⟨

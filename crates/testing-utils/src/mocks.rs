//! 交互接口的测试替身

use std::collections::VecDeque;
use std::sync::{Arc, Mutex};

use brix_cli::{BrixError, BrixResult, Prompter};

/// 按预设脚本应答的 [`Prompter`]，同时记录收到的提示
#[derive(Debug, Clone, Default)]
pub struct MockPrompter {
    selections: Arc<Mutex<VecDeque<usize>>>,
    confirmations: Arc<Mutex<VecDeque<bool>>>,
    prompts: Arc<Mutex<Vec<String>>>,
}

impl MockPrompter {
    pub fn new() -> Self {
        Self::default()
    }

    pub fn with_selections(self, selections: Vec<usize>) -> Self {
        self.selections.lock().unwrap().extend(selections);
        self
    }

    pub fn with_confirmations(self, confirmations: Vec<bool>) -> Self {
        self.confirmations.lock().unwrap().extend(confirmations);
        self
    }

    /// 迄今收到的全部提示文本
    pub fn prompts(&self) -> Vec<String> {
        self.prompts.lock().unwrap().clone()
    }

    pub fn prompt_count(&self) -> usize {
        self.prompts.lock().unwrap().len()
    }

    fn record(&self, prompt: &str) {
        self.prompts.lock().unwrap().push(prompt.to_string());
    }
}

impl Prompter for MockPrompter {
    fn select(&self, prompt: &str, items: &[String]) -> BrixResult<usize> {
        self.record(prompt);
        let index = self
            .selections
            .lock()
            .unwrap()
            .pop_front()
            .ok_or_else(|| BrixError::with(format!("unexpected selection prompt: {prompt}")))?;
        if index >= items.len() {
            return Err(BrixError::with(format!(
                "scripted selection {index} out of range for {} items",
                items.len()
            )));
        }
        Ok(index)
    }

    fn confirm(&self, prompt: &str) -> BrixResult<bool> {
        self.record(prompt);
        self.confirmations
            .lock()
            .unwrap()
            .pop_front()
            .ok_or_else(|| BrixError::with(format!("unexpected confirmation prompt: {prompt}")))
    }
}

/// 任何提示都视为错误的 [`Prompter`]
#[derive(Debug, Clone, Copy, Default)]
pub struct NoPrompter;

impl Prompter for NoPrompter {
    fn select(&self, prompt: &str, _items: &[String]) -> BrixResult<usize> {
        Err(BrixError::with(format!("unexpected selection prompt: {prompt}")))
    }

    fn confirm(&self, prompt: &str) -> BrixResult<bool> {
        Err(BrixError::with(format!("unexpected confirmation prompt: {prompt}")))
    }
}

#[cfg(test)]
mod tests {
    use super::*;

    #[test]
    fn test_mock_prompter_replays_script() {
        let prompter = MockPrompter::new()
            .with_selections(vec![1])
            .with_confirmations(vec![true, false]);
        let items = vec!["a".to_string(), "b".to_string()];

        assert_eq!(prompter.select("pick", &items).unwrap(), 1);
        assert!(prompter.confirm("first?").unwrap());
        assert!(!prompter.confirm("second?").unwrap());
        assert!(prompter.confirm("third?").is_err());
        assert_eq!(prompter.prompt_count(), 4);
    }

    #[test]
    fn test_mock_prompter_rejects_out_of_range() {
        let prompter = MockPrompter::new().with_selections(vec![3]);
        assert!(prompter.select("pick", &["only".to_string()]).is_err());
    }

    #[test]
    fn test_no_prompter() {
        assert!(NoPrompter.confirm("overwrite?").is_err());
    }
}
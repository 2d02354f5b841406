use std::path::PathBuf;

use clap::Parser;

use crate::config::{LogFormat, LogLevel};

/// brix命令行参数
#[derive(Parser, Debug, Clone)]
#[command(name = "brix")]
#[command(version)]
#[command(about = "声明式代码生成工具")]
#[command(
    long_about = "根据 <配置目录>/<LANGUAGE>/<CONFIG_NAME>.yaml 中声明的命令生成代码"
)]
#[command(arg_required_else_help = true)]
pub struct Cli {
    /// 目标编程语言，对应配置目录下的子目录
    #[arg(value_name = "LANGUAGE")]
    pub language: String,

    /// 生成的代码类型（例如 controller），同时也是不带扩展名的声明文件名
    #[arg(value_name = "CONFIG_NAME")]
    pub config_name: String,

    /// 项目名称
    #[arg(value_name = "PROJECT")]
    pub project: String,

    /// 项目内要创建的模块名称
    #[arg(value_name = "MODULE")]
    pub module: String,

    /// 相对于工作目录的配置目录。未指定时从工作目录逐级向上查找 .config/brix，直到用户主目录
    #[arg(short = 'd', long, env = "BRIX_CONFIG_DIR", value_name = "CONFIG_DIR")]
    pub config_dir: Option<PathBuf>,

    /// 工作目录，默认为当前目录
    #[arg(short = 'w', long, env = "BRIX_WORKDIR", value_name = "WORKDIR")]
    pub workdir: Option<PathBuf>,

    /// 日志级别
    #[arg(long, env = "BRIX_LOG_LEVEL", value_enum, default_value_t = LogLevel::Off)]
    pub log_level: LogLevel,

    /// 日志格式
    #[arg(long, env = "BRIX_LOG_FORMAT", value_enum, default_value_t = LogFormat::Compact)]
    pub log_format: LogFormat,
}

⟩

● What the task asks: Could you retype every record above exactly as written?

● Task result:
filename crates/testing-utils/src/mocks.rs
//! 交互接口的测试替身

use std::collections::VecDeque;
use std::sync::{Arc, Mutex};

use brix_cli::{BrixError, BrixResult, Prompter};

/// 按预设脚本应答的 [`Prompter`]，同时记录收到的提示
#[derive(Debug, Clone, Default)]
pub struct MockPrompter {
    selections: Arc<Mutex<VecDeque<usize>>>,
    confirmations: Arc<Mutex<VecDeque<bool>>>,
    prompts: Arc<Mutex<Vec<String>>>,
}

impl MockPrompter {
    pub fn new() -> Self {
        Self::default()
    }

    pub fn with_selections(self, selections: Vec<usize>) -> Self {
        self.selections.lock().unwrap().extend(selections);
        self
    }

    pub fn with_confirmations(self, confirmations: Vec<bool>) -> Self {
        self.confirmations.lock().unwrap().extend(confirmations);
        self
    }

    /// 迄今收到的全部提示文本
    pub fn prompts(&self) -> Vec<String> {
        self.prompts.lock().unwrap().clone()
    }

    pub fn prompt_count(&self) -> usize {
        self.prompts.lock().unwrap().len()
    }

    fn record(&self, prompt: &str) {
        self.prompts.lock().unwrap().push(prompt.to_string());
    }
}

impl Prompter for MockPrompter {
    fn select(&self, prompt: &str, items: &[String]) -> BrixResult<usize> {
        self.record(prompt);
        let index = self
            .selections
            .lock()
            .unwrap()
            .pop_front()
            .ok_or_else(|| BrixError::with(format!("unexpected selection prompt: {prompt}")))?;
        if index >= items.len() {
            return Err(BrixError::with(format!(
                "scripted selection {index} out of range for {} items",
                items.len()
            )));
        }
        Ok(index)
    }

    fn confirm(&self, prompt: &str) -> BrixResult<bool> {
        self.record(prompt);
        self.confirmations
            .lock()
            .unwrap()
            .pop_front()
            .ok_or_else(|| BrixError::with(format!("unexpected confirmation prompt: {prompt}")))
    }
}

/// 任何提示都视为错误的 [`Prompter`]
#[derive(Debug, Clone, Copy, Default)]
pub struct NoPrompter;

impl Prompter for NoPrompter {
    fn select(&self, prompt: &str, _items: &[String]) -> BrixResult<usize> {
        Err(BrixError::with(format!("unexpected selection prompt: {prompt}")))
    }

    fn confirm(&self, prompt: &str) -> BrixResult<bool> {
        Err(BrixError::with(format!("unexpected confirmation prompt: {prompt}")))
    }
}

#[cfg(test)]
mod tests {
    use super::*;

    #[test]
    fn test_mock_prompter_replays_script() {
        let prompter = MockPrompter::new()
            .with_selections(vec![1])
            .with_confirmations(vec![true, false]);
        let items = vec!["a".to_string(), "b".to_string()];

        assert_eq!(prompter.select("pick", &items).unwrap(), 1);
        assert!(prompter.confirm("first?").unwrap());
        assert!(!prompter.confirm("second?").unwrap());
        assert!(prompter.confirm("third?").is_err());
        assert_eq!(prompter.prompt_count(), 4);
    }

    #[test]
    fn test_mock_prompter_rejects_out_of_range() {
        let prompter = MockPrompter::new().with_selections(vec![3]);
        assert!(prompter.select("pick", &["only".to_string()]).is_err());
    }

    #[test]
    fn test_no_prompter() {
        assert!(NoPrompter.confirm("overwrite?").is_err());
    }
}
repository 2d02354f5b841406
use std::path::PathBuf;

use clap::Parser;

use crate::config::{LogFormat, LogLevel};

/// brix命令行参数
#[derive(Parser, Debug, Clone)]
#[command(name = "brix")]
#[command(version)]
#[command(about = "声明式代码生成工具")]
#[command(
    long_about = "根据 <配置目录>/<LANGUAGE>/<CONFIG_NAME>.yaml 中声明的命令生成代码"
)]
#[command(arg_required_else_help = true)]
pub struct Cli {
    /// 目标编程语言，对应配置目录下的子目录
    #[arg(value_name = "LANGUAGE")]
    pub language: String,

    /// 生成的代码类型（例如 controller），同时也是不带扩展名的声明文件名
    #[arg(value_name = "CONFIG_NAME")]
    pub config_name: String,

    /// 项目名称
    #[arg(value_name = "PROJECT")]
    pub project: String,

    /// 项目内要创建的模块名称
    #[arg(value_name = "MODULE")]
    pub module: String,

    /// 相对于工作目录的配置目录。未指定时从工作目录逐级向上查找 .config/brix，直到用户主目录
    #[arg(short = 'd', long, env = "BRIX_CONFIG_DIR", value_name = "CONFIG_DIR")]
    pub config_dir: Option<PathBuf>,

    /// 工作目录，默认为当前目录
    #[arg(short = 'w', long, env = "BRIX_WORKDIR", value_name = "WORKDIR")]
    pub workdir: Option<PathBuf>,

    /// 日志级别
    #[arg(long, env = "BRIX_LOG_LEVEL", value_enum, default_value_t = LogLevel::Off)]
    pub log_level: LogLevel,

    /// 日志格式
    #[arg(long, env = "BRIX_LOG_FORMAT", value_enum, default_value_t = LogFormat::Compact)]
    pub log_format: LogFormat,
}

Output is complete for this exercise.